Give back all of the data exactly as written.

[Dataset entries]
=== Section Start ===

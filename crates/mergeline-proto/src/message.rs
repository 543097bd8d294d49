//! CBOR-encoded request, response and push bodies.
//!
//! The frame header's kind names which of the three body types follows, so
//! the body itself carries no outer tag. Responses mirror an HTTP-ish shape:
//! a `mime_type` content tag, a numeric `status`, optional `data`, and an
//! `error` body when the request failed.

use bytes::Bytes;
use serde::{Deserialize, Serialize, de::DeserializeOwned};

use crate::{
    BootstrapView, DocumentId, Frame, FrameHeader, FrameKind, Operation, SequencedOperation,
    SessionId, SubmissionAck,
    errors::{ProtocolError, Result},
};

/// Numeric response statuses.
pub mod status {
    /// Request succeeded.
    pub const OK: u16 = 200;
    /// Request was malformed or the operation failed validation.
    pub const BAD_REQUEST: u16 = 400;
    /// Session does not exist on this gateway.
    pub const NOT_FOUND: u16 = 404;
    /// Session id already joined.
    pub const CONFLICT: u16 = 409;
    /// Gateway is at session capacity.
    pub const TOO_MANY_REQUESTS: u16 = 429;
    /// A collaborator (snapshot store, durable log) is unavailable.
    pub const SERVICE_UNAVAILABLE: u16 = 503;
}

/// Content tags carried in [`Response::mime_type`].
pub mod mime {
    /// Body is a join result with its bootstrap view.
    pub const BOOTSTRAP: &str = "application/vnd.mergeline.bootstrap+cbor";
    /// Body is a submission acknowledgement.
    pub const ACK: &str = "application/vnd.mergeline.ack+cbor";
    /// Body confirms a leave.
    pub const LEFT: &str = "application/vnd.mergeline.left+cbor";
    /// Body is an error description only.
    pub const ERROR: &str = "application/vnd.mergeline.error+cbor";
}

/// Client requests.
#[derive(Debug, Clone, PartialEq, Eq, Serialize, Deserialize)]
pub enum Request {
    /// Join a document; the gateway allocates the session id.
    Join {
        /// Document to join
        document_id: DocumentId,
    },
    /// Submit an operation through a joined session.
    Submit {
        /// Session the operation is submitted through
        session_id: SessionId,
        /// The operation
        operation: Operation,
    },
    /// Leave a session.
    Leave {
        /// Session to close
        session_id: SessionId,
    },
}

/// Successful response payloads.
#[derive(Debug, Clone, PartialEq, Eq, Serialize, Deserialize)]
pub enum ResponseData {
    /// Join completed.
    Joined {
        /// Session allocated for the join
        session_id: SessionId,
        /// Snapshot plus trailing operations
        view: BootstrapView,
    },
    /// Operation accepted for ordering.
    Submitted(SubmissionAck),
    /// Session closed.
    Left {
        /// Session that was closed
        session_id: SessionId,
    },
}

/// Error body attached to failed responses.
#[derive(Debug, Clone, PartialEq, Eq, Serialize, Deserialize)]
pub struct ErrorBody {
    /// Stable machine-readable code
    pub code: u16,
    /// Human-readable description with document/session context
    pub message: String,
}

impl ErrorBody {
    /// Snapshot store failed while bootstrapping.
    pub const DOCUMENT_UNAVAILABLE: u16 = 0x0001;
    /// Durable log refused or failed the request.
    pub const LOG_UNAVAILABLE: u16 = 0x0002;
    /// Session unknown to this gateway.
    pub const SESSION_NOT_FOUND: u16 = 0x0003;
    /// Session id already joined.
    pub const SESSION_ALREADY_JOINED: u16 = 0x0004;
    /// Operation targets a different document than the session.
    pub const DOCUMENT_MISMATCH: u16 = 0x0005;
    /// Operation failed validation.
    pub const INVALID_OPERATION: u16 = 0x0006;
    /// Sequence gap observed while assembling a view.
    pub const OUT_OF_ORDER: u16 = 0x0007;
    /// Gateway at session capacity.
    pub const CAPACITY_EXCEEDED: u16 = 0x0008;
    /// Request body could not be decoded.
    pub const INVALID_REQUEST: u16 = 0x0009;

    /// Create an error body.
    pub fn new(code: u16, message: impl Into<String>) -> Self {
        Self { code, message: message.into() }
    }
}

/// Response envelope.
#[derive(Debug, Clone, PartialEq, Eq, Serialize, Deserialize)]
pub struct Response {
    /// Content tag describing `data` (or the error)
    pub mime_type: String,
    /// HTTP-like status code
    pub status: u16,
    /// Payload on success
    pub data: Option<ResponseData>,
    /// Error description on failure
    pub error: Option<ErrorBody>,
}

impl Response {
    /// Successful response; the content tag follows the data variant.
    pub fn ok(data: ResponseData) -> Self {
        let mime_type = match &data {
            ResponseData::Joined { .. } => mime::BOOTSTRAP,
            ResponseData::Submitted(_) => mime::ACK,
            ResponseData::Left { .. } => mime::LEFT,
        };
        Self { mime_type: mime_type.to_string(), status: status::OK, data: Some(data), error: None }
    }

    /// Failed response.
    pub fn error(status: u16, error: ErrorBody) -> Self {
        Self { mime_type: mime::ERROR.to_string(), status, data: None, error: Some(error) }
    }

    /// Whether the status signals success.
    pub fn is_ok(&self) -> bool {
        self.status == status::OK
    }
}

/// A sequenced operation delivered to one session.
#[derive(Debug, Clone, PartialEq, Eq, Serialize, Deserialize)]
pub struct Push {
    /// Receiving session
    pub session_id: SessionId,
    /// The delivered operation
    pub operation: SequencedOperation,
}

/// Any decoded frame body.
#[derive(Debug, Clone, PartialEq, Eq)]
pub enum Message {
    /// Client request
    Request(Request),
    /// Gateway response
    Response(Response),
    /// Gateway push
    Push(Push),
}

impl Message {
    /// Frame kind this body travels under.
    pub fn kind(&self) -> FrameKind {
        match self {
            Self::Request(_) => FrameKind::Request,
            Self::Response(_) => FrameKind::Response,
            Self::Push(_) => FrameKind::Push,
        }
    }

    /// Encode into a frame, stamping `request_id` into the header.
    pub fn into_frame(self, request_id: u32) -> Result<Frame> {
        let mut header = FrameHeader::new(self.kind());
        header.set_request_id(request_id);

        let body = match &self {
            Self::Request(r) => to_cbor(r)?,
            Self::Response(r) => to_cbor(r)?,
            Self::Push(p) => to_cbor(p)?,
        };

        if body.len() > FrameHeader::MAX_PAYLOAD_SIZE as usize {
            return Err(ProtocolError::PayloadTooLarge {
                size: body.len(),
                max: FrameHeader::MAX_PAYLOAD_SIZE as usize,
            });
        }

        Ok(Frame::new(header, Bytes::from(body)))
    }

    /// Decode a frame body according to its header kind.
    pub fn from_frame(frame: &Frame) -> Result<Self> {
        let kind = frame.header.kind().ok_or(ProtocolError::UnknownKind(0))?;
        let body = frame.payload.as_ref();
        match kind {
            FrameKind::Request => from_cbor(body).map(Self::Request),
            FrameKind::Response => from_cbor(body).map(Self::Response),
            FrameKind::Push => from_cbor(body).map(Self::Push),
        }
    }
}

fn to_cbor<T: Serialize>(value: &T) -> Result<Vec<u8>> {
    let mut buf = Vec::new();
    ciborium::into_writer(value, &mut buf).map_err(|e| ProtocolError::CborEncode(e.to_string()))?;
    Ok(buf)
}

fn from_cbor<T: DeserializeOwned>(bytes: &[u8]) -> Result<T> {
    ciborium::from_reader(bytes).map_err(|e| ProtocolError::CborDecode(e.to_string()))
}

=== Section End ===

→ EXPECTED ANSWER:
filename crates/mergeline-proto/src/message.rs
repository 543097bd8d294d49
//! CBOR-encoded request, response and push bodies.
//!
//! The frame header's kind names which of the three body types follows, so
//! the body itself carries no outer tag. Responses mirror an HTTP-ish shape:
//! a `mime_type` content tag, a numeric `status`, optional `data`, and an
//! `error` body when the request failed.

use bytes::Bytes;
use serde::{Deserialize, Serialize, de::DeserializeOwned};

use crate::{
    BootstrapView, DocumentId, Frame, FrameHeader, FrameKind, Operation, SequencedOperation,
    SessionId, SubmissionAck,
    errors::{ProtocolError, Result},
};

/// Numeric response statuses.
pub mod status {
    /// Request succeeded.
    pub const OK: u16 = 200;
    /// Request was malformed or the operation failed validation.
    pub const BAD_REQUEST: u16 = 400;
    /// Session does not exist on this gateway.
    pub const NOT_FOUND: u16 = 404;
    /// Session id already joined.
    pub const CONFLICT: u16 = 409;
    /// Gateway is at session capacity.
    pub const TOO_MANY_REQUESTS: u16 = 429;
    /// A collaborator (snapshot store, durable log) is unavailable.
    pub const SERVICE_UNAVAILABLE: u16 = 503;
}

/// Content tags carried in [`Response::mime_type`].
pub mod mime {
    /// Body is a join result with its bootstrap view.
    pub const BOOTSTRAP: &str = "application/vnd.mergeline.bootstrap+cbor";
    /// Body is a submission acknowledgement.
    pub const ACK: &str = "application/vnd.mergeline.ack+cbor";
    /// Body confirms a leave.
    pub const LEFT: &str = "application/vnd.mergeline.left+cbor";
    /// Body is an error description only.
    pub const ERROR: &str = "application/vnd.mergeline.error+cbor";
}

/// Client requests.
#[derive(Debug, Clone, PartialEq, Eq, Serialize, Deserialize)]
pub enum Request {
    /// Join a document; the gateway allocates the session id.
    Join {
        /// Document to join
        document_id: DocumentId,
    },
    /// Submit an operation through a joined session.
    Submit {
        /// Session the operation is submitted through
        session_id: SessionId,
        /// The operation
        operation: Operation,
    },
    /// Leave a session.
    Leave {
        /// Session to close
        session_id: SessionId,
    },
}

/// Successful response payloads.
#[derive(Debug, Clone, PartialEq, Eq, Serialize, Deserialize)]
pub enum ResponseData {
    /// Join completed.
    Joined {
        /// Session allocated for the join
        session_id: SessionId,
        /// Snapshot plus trailing operations
        view: BootstrapView,
    },
    /// Operation accepted for ordering.
    Submitted(SubmissionAck),
    /// Session closed.
    Left {
        /// Session that was closed
        session_id: SessionId,
    },
}

/// Error body attached to failed responses.
#[derive(Debug, Clone, PartialEq, Eq, Serialize, Deserialize)]
pub struct ErrorBody {
    /// Stable machine-readable code
    pub code: u16,
    /// Human-readable description with document/session context
    pub message: String,
}

impl ErrorBody {
    /// Snapshot store failed while bootstrapping.
    pub const DOCUMENT_UNAVAILABLE: u16 = 0x0001;
    /// Durable log refused or failed the request.
    pub const LOG_UNAVAILABLE: u16 = 0x0002;
    /// Session unknown to this gateway.
    pub const SESSION_NOT_FOUND: u16 = 0x0003;
    /// Session id already joined.
    pub const SESSION_ALREADY_JOINED: u16 = 0x0004;
    /// Operation targets a different document than the session.
    pub const DOCUMENT_MISMATCH: u16 = 0x0005;
    /// Operation failed validation.
    pub const INVALID_OPERATION: u16 = 0x0006;
    /// Sequence gap observed while assembling a view.
    pub const OUT_OF_ORDER: u16 = 0x0007;
    /// Gateway at session capacity.
    pub const CAPACITY_EXCEEDED: u16 = 0x0008;
    /// Request body could not be decoded.
    pub const INVALID_REQUEST: u16 = 0x0009;

    /// Create an error body.
    pub fn new(code: u16, message: impl Into<String>) -> Self {
        Self { code, message: message.into() }
    }
}

/// Response envelope.
#[derive(Debug, Clone, PartialEq, Eq, Serialize, Deserialize)]
pub struct Response {
    /// Content tag describing `data` (or the error)
    pub mime_type: String,
    /// HTTP-like status code
    pub status: u16,
    /// Payload on success
    pub data: Option<ResponseData>,
    /// Error description on failure
    pub error: Option<ErrorBody>,
}

impl Response {
    /// Successful response; the content tag follows the data variant.
    pub fn ok(data: ResponseData) -> Self {
        let mime_type = match &data {
            ResponseData::Joined { .. } => mime::BOOTSTRAP,
            ResponseData::Submitted(_) => mime::ACK,
            ResponseData::Left { .. } => mime::LEFT,
        };
        Self { mime_type: mime_type.to_string(), status: status::OK, data: Some(data), error: None }
    }

    /// Failed response.
    pub fn error(status: u16, error: ErrorBody) -> Self {
        Self { mime_type: mime::ERROR.to_string(), status, data: None, error: Some(error) }
    }

    /// Whether the status signals success.
    pub fn is_ok(&self) -> bool {
        self.status == status::OK
    }
}

/// A sequenced operation delivered to one session.
#[derive(Debug, Clone, PartialEq, Eq, Serialize, Deserialize)]
pub struct Push {
    /// Receiving session
    pub session_id: SessionId,
    /// The delivered operation
    pub operation: SequencedOperation,
}

/// Any decoded frame body.
#[derive(Debug, Clone, PartialEq, Eq)]
pub enum Message {
    /// Client request
    Request(Request),
    /// Gateway response
    Response(Response),
    /// Gateway push
    Push(Push),
}

impl Message {
    /// Frame kind this body travels under.
    pub fn kind(&self) -> FrameKind {
        match self {
            Self::Request(_) => FrameKind::Request,
            Self::Response(_) => FrameKind::Response,
            Self::Push(_) => FrameKind::Push,
        }
    }

    /// Encode into a frame, stamping `request_id` into the header.
    pub fn into_frame(self, request_id: u32) -> Result<Frame> {
        let mut header = FrameHeader::new(self.kind());
        header.set_request_id(request_id);

        let body = match &self {
            Self::Request(r) => to_cbor(r)?,
            Self::Response(r) => to_cbor(r)?,
            Self::Push(p) => to_cbor(p)?,
        };

        if body.len() > FrameHeader::MAX_PAYLOAD_SIZE as usize {
            return Err(ProtocolError::PayloadTooLarge {
                size: body.len(),
                max: FrameHeader::MAX_PAYLOAD_SIZE as usize,
            });
        }

        Ok(Frame::new(header, Bytes::from(body)))
    }

    /// Decode a frame body according to its header kind.
    pub fn from_frame(frame: &Frame) -> Result<Self> {
        let kind = frame.header.kind().ok_or(ProtocolError::UnknownKind(0))?;
        let body = frame.payload.as_ref();
        match kind {
            FrameKind::Request => from_cbor(body).map(Self::Request),
            FrameKind::Response => from_cbor(body).map(Self::Response),
            FrameKind::Push => from_cbor(body).map(Self::Push),
        }
    }
}

fn to_cbor<T: Serialize>(value: &T) -> Result<Vec<u8>> {
    let mut buf = Vec::new();
    ciborium::into_writer(value, &mut buf).map_err(|e| ProtocolError::CborEncode(e.to_string()))?;
    Ok(buf)
}

fn from_cbor<T: DeserializeOwned>(bytes: &[u8]) -> Result<T> {
    ciborium::from_reader(bytes).map_err(|e| ProtocolError::CborDecode(e.to_string()))
}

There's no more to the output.